WORK REQUIRED:
Each entry below has to be written out again without any change.

DATA LISTING:
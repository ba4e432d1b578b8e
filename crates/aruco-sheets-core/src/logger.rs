//! Stderr logging for the `aruco-sheets` binaries.
//!
//! Records from the workspace crates are printed at the configured level as
//! `[elapsed LEVEL module] message`; records from third-party crates (PDF
//! and image codecs) only from `warn` up. Binaries call `init_with_level`
//! once at startup, or `init_tracing` with the `tracing` feature.

use std::fmt::Arguments;
use std::io::Write;
use std::sync::OnceLock;
use std::time::Instant;

use log::{Level, LevelFilter, Log, Metadata, Record};

#[cfg(feature = "tracing")]
use tracing_subscriber::fmt::format::FmtSpan;
#[cfg(feature = "tracing")]
use tracing_subscriber::util::SubscriberInitExt;
#[cfg(feature = "tracing")]
use tracing_subscriber::{fmt, EnvFilter};

const WORKSPACE_PREFIX: &str = "aruco_sheets";
const FOREIGN_LEVEL: Level = Level::Warn;

struct StderrLogger {
    level: LevelFilter,
    started: Instant,
}

fn is_workspace_target(target: &str) -> bool {
    target.starts_with(WORKSPACE_PREFIX)
}

/// `aruco_sheets_print::sheet` -> `print::sheet`.
fn short_target(target: &str) -> &str {
    target
        .strip_prefix("aruco_sheets_")
        .or_else(|| target.strip_prefix("aruco_sheets::"))
        .unwrap_or(target)
}

fn format_line(elapsed_s: f64, level: Level, target: &str, args: &Arguments<'_>) -> String {
    format!(
        "[{elapsed_s:7.3}s {level:>5} {}] {args}",
        short_target(target)
    )
}

impl Log for StderrLogger {
    fn enabled(&self, metadata: &Metadata) -> bool {
        let level = metadata.level();
        if is_workspace_target(metadata.target()) {
            level <= self.level
        } else {
            level <= self.level && level <= FOREIGN_LEVEL
        }
    }

    fn log(&self, record: &Record) {
        if !self.enabled(record.metadata()) {
            return;
        }
        let line = format_line(
            self.started.elapsed().as_secs_f64(),
            record.level(),
            record.target(),
            record.args(),
        );
        let _ = writeln!(std::io::stderr().lock(), "{line}");
    }

    fn flush(&self) {
        let _ = std::io::stderr().flush();
    }
}

static LOGGER: OnceLock<StderrLogger> = OnceLock::new();

/// Install the stderr logger at `level`.
///
/// Only the first call installs the logger; later calls return `Ok(())`
/// and leave the original level in place.
pub fn init_with_level(level: LevelFilter) -> Result<(), log::SetLoggerError> {
    if LOGGER.get().is_some() {
        return Ok(());
    }
    let logger = LOGGER.get_or_init(|| StderrLogger {
        level,
        started: Instant::now(),
    });
    log::set_logger(logger)?;
    log::set_max_level(level);
    Ok(())
}

/// Install a `tracing-subscriber` formatter filtered by `RUST_LOG`
/// (default `info`). `json = true` emits one JSON object per event.
#[cfg(feature = "tracing")]
pub fn init_tracing(json: bool) {
    let filter = EnvFilter::try_from_default_env().unwrap_or_else(|_| EnvFilter::new("info"));
    let builder = fmt()
        .with_env_filter(filter)
        .with_span_events(FmtSpan::CLOSE)
        .with_writer(std::io::stderr);
    let _ = if json {
        builder.json().flatten_event(true).finish().try_init()
    } else {
        builder
            .with_timer(fmt::time::Uptime::default())
            .finish()
            .try_init()
    };
}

EXERCISE ANSWER:
repository ba4e432d1b578b8e
filename crates/aruco-sheets-core/src/logger.rs
//! Stderr logging for the `aruco-sheets` binaries.
//!
//! Records from the workspace crates are printed at the configured level as
//! `[elapsed LEVEL module] message`; records from third-party crates (PDF
//! and image codecs) only from `warn` up. Binaries call `init_with_level`
//! once at startup, or `init_tracing` with the `tracing` feature.

use std::fmt::Arguments;
use std::io::Write;
use std::sync::OnceLock;
use std::time::Instant;

use log::{Level, LevelFilter, Log, Metadata, Record};

#[cfg(feature = "tracing")]
use tracing_subscriber::fmt::format::FmtSpan;
#[cfg(feature = "tracing")]
use tracing_subscriber::util::SubscriberInitExt;
#[cfg(feature = "tracing")]
use tracing_subscriber::{fmt, EnvFilter};

const WORKSPACE_PREFIX: &str = "aruco_sheets";
const FOREIGN_LEVEL: Level = Level::Warn;

struct StderrLogger {
    level: LevelFilter,
    started: Instant,
}

fn is_workspace_target(target: &str) -> bool {
    target.starts_with(WORKSPACE_PREFIX)
}

/// `aruco_sheets_print::sheet` -> `print::sheet`.
fn short_target(target: &str) -> &str {
    target
        .strip_prefix("aruco_sheets_")
        .or_else(|| target.strip_prefix("aruco_sheets::"))
        .unwrap_or(target)
}

fn format_line(elapsed_s: f64, level: Level, target: &str, args: &Arguments<'_>) -> String {
    format!(
        "[{elapsed_s:7.3}s {level:>5} {}] {args}",
        short_target(target)
    )
}

impl Log for StderrLogger {
    fn enabled(&self, metadata: &Metadata) -> bool {
        let level = metadata.level();
        if is_workspace_target(metadata.target()) {
            level <= self.level
        } else {
            level <= self.level && level <= FOREIGN_LEVEL
        }
    }

    fn log(&self, record: &Record) {
        if !self.enabled(record.metadata()) {
            return;
        }
        let line = format_line(
            self.started.elapsed().as_secs_f64(),
            record.level(),
            record.target(),
            record.args(),
        );
        let _ = writeln!(std::io::stderr().lock(), "{line}");
    }

    fn flush(&self) {
        let _ = std::io::stderr().flush();
    }
}

static LOGGER: OnceLock<StderrLogger> = OnceLock::new();

/// Install the stderr logger at `level`.
///
/// Only the first call installs the logger; later calls return `Ok(())`
/// and leave the original level in place.
pub fn init_with_level(level: LevelFilter) -> Result<(), log::SetLoggerError> {
    if LOGGER.get().is_some() {
        return Ok(());
    }
    let logger = LOGGER.get_or_init(|| StderrLogger {
        level,
        started: Instant::now(),
    });
    log::set_logger(logger)?;
    log::set_max_level(level);
    Ok(())
}

/// Install a `tracing-subscriber` formatter filtered by `RUST_LOG`
/// (default `info`). `json = true` emits one JSON object per event.
#[cfg(feature = "tracing")]
pub fn init_tracing(json: bool) {
    let filter = EnvFilter::try_from_default_env().unwrap_or_else(|_| EnvFilter::new("info"));
    let builder = fmt()
        .with_env_filter(filter)
        .with_span_events(FmtSpan::CLOSE)
        .with_writer(std::io::stderr);
    let _ = if json {
        builder.json().flatten_event(true).finish().try_init()
    } else {
        builder
            .with_timer(fmt::time::Uptime::default())
            .finish()
            .try_init()
    };
}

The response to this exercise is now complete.